Sejak mengetahui kalau saya hamil, banyak sekali hal yang saya cari tahu melalui internet, salah satu pengetahuan baru saya adalah si CLODI alias cloth diapers. Saya langsung tertarik karena saya anaknya go green banget! HAHAHAHAHA. Idih, ngaku-ngaku, tapi beneran, deh! Dari kecil, keluarga saya menanamkan banyak hal soal mencintai bumi dan semesta alam. Tidak ada cerita buang sampah sembarangan, kalau tidak menemukan tempat sampah, ya, simpan di tas atau saku celana. Mesin mobil harus dirawat dengan baik, matikan lampu jika tidak digunakan, dan banyak lagi aturan penggunaan barang elektronik dan air yang intinya adalah menerapkan green living. Lagipula saya tidak terlalu mengenal popok sekali pakai (pospak) dengan baik, karena di keluarga besar kami, semua bayi hanya memakai pospak ketika keluar rumah. Sisanya selalu pakai celana kain biasa. Jadi pengalaman dipipisin bayi dan ngepel lantai karena pipis bayi sudah sangat biasa. Ternyata inilah yang membuat bayi-bayi di keluarga kami, termasuk saya dan adik, sudah lulus toilet training rata-rata pada usia 13-14 bulan. Karena mau tidak mau orang tua kami harus rajin mencatat waktu BAK anak-anaknya agar tidak capek ngepel lantai dan ganti celana yang basah :D
Jadilah pas tahu soal clodi, saya langsung semangat browsing. Cari tahu soal tipe dan harga. Pas tahu harganya, saya lapor dong ke suami, dan alhamdulillah disambut dengan baik, dengan catatan belinya nyicil :D Jadi sejak hamil 4 bulan, saya nyicil beli clodi 1 atau 2 buah per bulan, dan kalau ada yang tanya mau kado apa, saya bilang aja, kalau clodi (apalagi merk Blueberry atau Rumparooz) boleh banget dijadiin kado (hahaha, nggak tahu malu!) In the end of my third trimester, saya sudah punya 10 clodi campuran lokal dan impor. Tambahan di lemari baju Menik, sudah ada 3 lusin popok kain biasa, 6 buah celana pendek bayi, dan nol stok pospak. Entahlah, saya seperti punya keyakinan kalau saya bisa bertahan tanpa pospak seperti ibu dan semua tante saya.

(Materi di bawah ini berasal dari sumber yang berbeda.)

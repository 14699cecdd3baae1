use clap::Parser;
use linkgrab_common::observability::LogFormat;
use linkgrab_config::{ConfigError, GrabConfigLoader as Loader};
use std::path::PathBuf;

#[derive(Parser, Debug)]
#[command(
    name = "linkgrab",
    version,
    about = "Collect files behind download buttons into one archive",
    long_about = "Visits every page listed in the links file, follows its download \
    button, and stores each downloaded file in a single zip archive."
)]
pub struct Cli {
    /// YAML configuration file; skipped when it does not exist.
    #[arg(short, long, default_value = "linkgrab.yaml")]
    pub config: PathBuf,

    /// Text file with one page URL per line.
    #[arg(short = 'i', long = "links")]
    pub links_file: Option<PathBuf>,

    /// Directory the archive is written into.
    #[arg(short = 'o', long)]
    pub save_dir: Option<PathBuf>,

    /// File name of the archive.
    #[arg(long)]
    pub archive_name: Option<String>,

    /// WebDriver endpoint (geckodriver or chromedriver).
    #[arg(long)]
    pub webdriver_url: Option<String>,

    /// Browser family the WebDriver should start.
    #[arg(long, value_parser = ["firefox", "chrome"])]
    pub browser: Option<String>,

    /// Show the browser window instead of running headless.
    #[arg(long)]
    pub headed: bool,

    /// Exit with a failure status when any link could not be archived.
    #[arg(long)]
    pub strict: bool,

    /// Directory for log files.
    #[arg(long)]
    pub log_dir: Option<PathBuf>,

    /// Encoding of the log file: `text` or `json`.
    #[arg(long, default_value = "text")]
    pub log_format: LogFormat,
}

impl Cli {
    /// Push every flag the user gave on top of file and environment values.
    pub fn apply_overrides(&self, mut loader: Loader) -> Result<Loader, ConfigError> {
        if let Some(path) = &self.links_file {
            loader = loader.with_override("links_file", path.display().to_string())?;
        }
        if let Some(dir) = &self.save_dir {
            loader = loader.with_override("save_dir", dir.display().to_string())?;
        }
        if let Some(name) = &self.archive_name {
            loader = loader.with_override("archive_name", name.as_str())?;
        }
        if let Some(url) = &self.webdriver_url {
            loader = loader.with_override("browser.webdriver_url", url.as_str())?;
        }
        if let Some(kind) = &self.browser {
            loader = loader.with_override("browser.kind", kind.as_str())?;
        }
        if self.headed {
            loader = loader.with_override("browser.headless", false)?;
        }
        Ok(loader)
    }
}
use url::Url;

/// Name used when the page URL has too few path segments to name the file.
pub const FALLBACK_NAME: &str = "unknown_file";
/// Extension used for content types missing from the table.
pub const DEFAULT_EXTENSION: &str = ".bin";

// zip and 7z intentionally share `.rar` with rar itself.
const EXTENSIONS: &[(&str, &str)] = &[
    ("application/zip", ".rar"),
    ("application/x-7z-compressed", ".rar"),
    ("application/x-rar-compressed", ".rar"),
    ("application/x-msdownload", ".exe"),
];

/// Map a `Content-Type` header to a file extension.
///
/// Parameters such as `; charset=binary` and letter case are ignored.
///
/// ```
/// use linkgrab_archive::extension_for;
///
/// assert_eq!(extension_for("application/zip"), ".rar");
/// assert_eq!(extension_for("text/html"), ".bin");
/// ```
pub fn extension_for(content_type: &str) -> &'static str {
    let essence = content_type
        .split(';')
        .next()
        .unwrap_or("")
        .trim()
        .to_ascii_lowercase();

    EXTENSIONS
        .iter()
        .find(|(mime, _)| *mime == essence)
        .map(|(_, ext)| *ext)
        .unwrap_or(DEFAULT_EXTENSION)
}

/// Derive a file name from a page URL's path.
///
/// The path is split into segments; with at least three of them, every
/// segment from the fourth on is joined with `-`. Anything shorter, or a URL
/// that does not parse, yields [`FALLBACK_NAME`].
///
/// ```
/// use linkgrab_archive::name_from_url;
///
/// assert_eq!(name_from_url("https://host/a/b/c/d/e"), "d-e");
/// assert_eq!(name_from_url("https://host/a"), "unknown_file");
/// ```
pub fn name_from_url(page_url: &str) -> String {
    let Ok(url) = Url::parse(page_url) else {
        return FALLBACK_NAME.to_string();
    };

    let path = url.path().trim_start_matches('/').trim_end_matches('/');
    let segments: Vec<&str> = path.split('/').filter(|s| !s.is_empty()).collect();
    if segments.len() < 3 {
        return FALLBACK_NAME.to_string();
    }

    let name = segments[3..].join("-");
    if name.is_empty() {
        FALLBACK_NAME.to_string()
    } else {
        name
    }
}

/// `[index]. name.ext`, with `index` the link's 1-based position in the input.
pub fn entry_name(index: usize, name: &str, extension: &str) -> String {
    format!("[{index}]. {name}{extension}")
}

Long story short, tanggal 17 Oktober 2011, Menik lahir. Ternyata karena RSIA tempat saya melahirkan punya aturan yang ketat soal ASI, bayi saya tidak dipakaikan pospak. Karena penggunaan popok kain biasa akan membantu perhitungan frekuensi BAK si newborn yang saat itu minimal 6x dalam 24 jam. Ini untuk mengukur kecukupan ASI. Selama di RS, suster-suster jaga itu terus-terusan bilang, "jangan lupa dicek popoknya 2 jam sekali ya, bu. Hitung popoknya sudah berapa yang basah, jadi ketahuan cukup ASI atau tidak". Sepulang dari RS, kegiatan utama saya adalah nyusuin, ganti popok, dan menggendong, setiaaappp hari! Kalau suami, kerjaannya adalah mencuci seember popok dan kain alas yang sudah menunggu di pojokan kamar mandi. Paginya, jika jemuran sudah kering, saya menyetrika. Seru banget, ya, ternyata punya newborn yang kerjaannya pipis melulu. Haha!

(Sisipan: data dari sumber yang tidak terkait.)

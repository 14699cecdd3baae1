use linkgrab_common::SessionCookie;
use linkgrab_http::{DownloadedFile, HttpClient, HttpError};

/// Downloads a resolved href using cookies taken from the browser.
#[async_trait::async_trait]
pub trait FileFetcher: Send {
    async fn fetch(
        &mut self,
        href: &str,
        cookies: &[SessionCookie],
    ) -> Result<DownloadedFile, HttpError>;
}

#[async_trait::async_trait]
impl FileFetcher for HttpClient {
    async fn fetch(
        &mut self,
        href: &str,
        cookies: &[SessionCookie],
    ) -> Result<DownloadedFile, HttpError> {
        self.download(href, cookies).await
    }
}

Seminggu kemudian, Menik dan saya harus kontrol ke RS. Jadi untuk pertama kalinya, Menik memakai clodi yang ukuran newborn. Tapi ternyata saya masih kurang pengetahuan, saya tidak tahu kalau ke luar rumah sama bayi itu, at least bawa tiga clodi dengan enam inserts, wet bag untuk clodi dan ingat, ya, maksimal 6 jam diluar rumah dengan persediaan seperti tadi. Saya pergi melenggang ke RS tanpa clodi, tapi saya bawa baju ganti dan bedong, sih. Hasilnya, saya terpaksa belanja kain muslin segi empat dan peniti besar di sebuah toko baju anak yang ada di RSIA saya, untuk mengganti clodi Menik yang sudah basah. Iya, Menik pakai kain dipenitiin gitu pas di RS, dan semua orang memandang heran :p
Seiring waktu, saya belajar, dong, soal clodi ini. Jadi saya sudah biasa ke mal dengan Menik tanpa pospak. Satu tambahan bawaan adalah baju untuk saya, untuk jaga-jaga jika Menik gumoh atau insert geser dan ada insiden diompolin.

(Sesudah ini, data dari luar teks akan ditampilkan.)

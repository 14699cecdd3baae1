//! Page visiting, downloading and the batch loop that ties them together.
//!
//! - Link list reader (`links`)
//! - Browser navigation trait and Fantoccini-backed implementation (`browser`)
//! - Download trait implemented by the reqwest session (`fetch`)
//! - Batch orchestration and per-link outcomes (`batch`)
//! - A whole run from the links file to the exit policy (`run`)

pub mod batch;
pub mod browser;
pub mod fetch;
pub mod links;
pub mod run;

pub use batch::{BatchDownloader, BatchReport, DownloadResult, LinkReport};
pub use browser::{FantocciniNavigator, PageNavigator};
pub use fetch::FileFetcher;
pub use links::LinkSource;
pub use run::{ExitPolicy, run_from_links_file};
//! Batch loop against a real HTTP session and a mock file server.

mod common;

use common::{FakeNavigator, NavLog, config_for, lines, read_archive};
use linkgrab_common::SessionCookie;
use linkgrab_config::HttpConfig;
use linkgrab_http::HttpClient;
use linkgrab_web::{BatchDownloader, DownloadResult};
use tempfile::TempDir;
use wiremock::matchers::{header, method, path};
use wiremock::{Mock, MockServer, ResponseTemplate};

#[tokio::test]
async fn downloads_with_browser_cookies_and_names_by_content_type() {
    let server = MockServer::start().await;
    Mock::given(method("GET"))
        .and(path("/dl/pack"))
        .and(header("cookie", "sid=abc"))
        .respond_with(
            ResponseTemplate::new(200)
                .insert_header("content-type", "application/zip")
                .set_body_bytes(b"PK\x03\x04pack".to_vec()),
        )
        .expect(1)
        .mount(&server)
        .await;
    Mock::given(method("GET"))
        .and(path("/dl/gone"))
        .respond_with(ResponseTemplate::new(404).set_body_string("not here"))
        .expect(1)
        .mount(&server)
        .await;

    let tmp = TempDir::new().unwrap();
    let cfg = config_for(tmp.path());
    let log = NavLog::default();

    let first = "https://site.example/en/mods/maps/pack";
    let second = "https://site.example/en/mods/maps/gone";
    let navigator = FakeNavigator::new(&log)
        .anchor(first, &format!("{}/dl/pack", server.uri()))
        .anchor(second, &format!("{}/dl/gone", server.uri()))
        .cookies(vec![SessionCookie::new("sid", "abc")]);
    let http = HttpClient::new(&HttpConfig::default()).expect("client builds");

    let report = BatchDownloader::new(&cfg, navigator, http)
        .run(&lines(&[first, second]))
        .await
        .expect("batch completes");

    assert_eq!(report.entry_names(), vec!["[1]. pack.rar"]);
    assert!(matches!(report.links[1].result, DownloadResult::FetchFailed(_)));

    let entries = read_archive(&cfg.archive_path());
    assert_eq!(
        entries,
        vec![("[1]. pack.rar".to_string(), b"PK\x03\x04pack".to_vec())]
    );
    let on_disk = std::fs::metadata(&report.archive_path).unwrap().len();
    assert_eq!(report.archive_size as u64, on_disk);
}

Setelah tiga bulan terbiasa dengan clodi, popok kain biasa (FYI, popoknya Menik jahit sendiri, nih. Karena menurut saya potongan popok kain yang beli di toko-toko bayi di ITC itu ganggu, kelamin si anak bisa terlihat kalau terlipat), dan celana pendek bayi, tibalah long trip pertama Menik, yaitu ke Bandung. Inilah awal saya kenalan sama pospak. Karena mau naik mobil menuju Bandung, agar tidak repot di tengah jalan, saya memutuskan untuk membeli pospak ukuran kecil. Tapiiiii, ini rupanya awal saya keracunan pospak. Praktis, ya, bok! Pasang, lepas, buang. Akhirnya saya mulai memakai pospak jika bepergian dan malam hari. Clodi hanya dipakai jika dirumah dari pagi hingga sebelum tidur. Rencana toilet training ala keluarga saya, bubar jalan, dan hinggal usia 17 bulan saat ini, Menik belum mulai toilet training, hehe.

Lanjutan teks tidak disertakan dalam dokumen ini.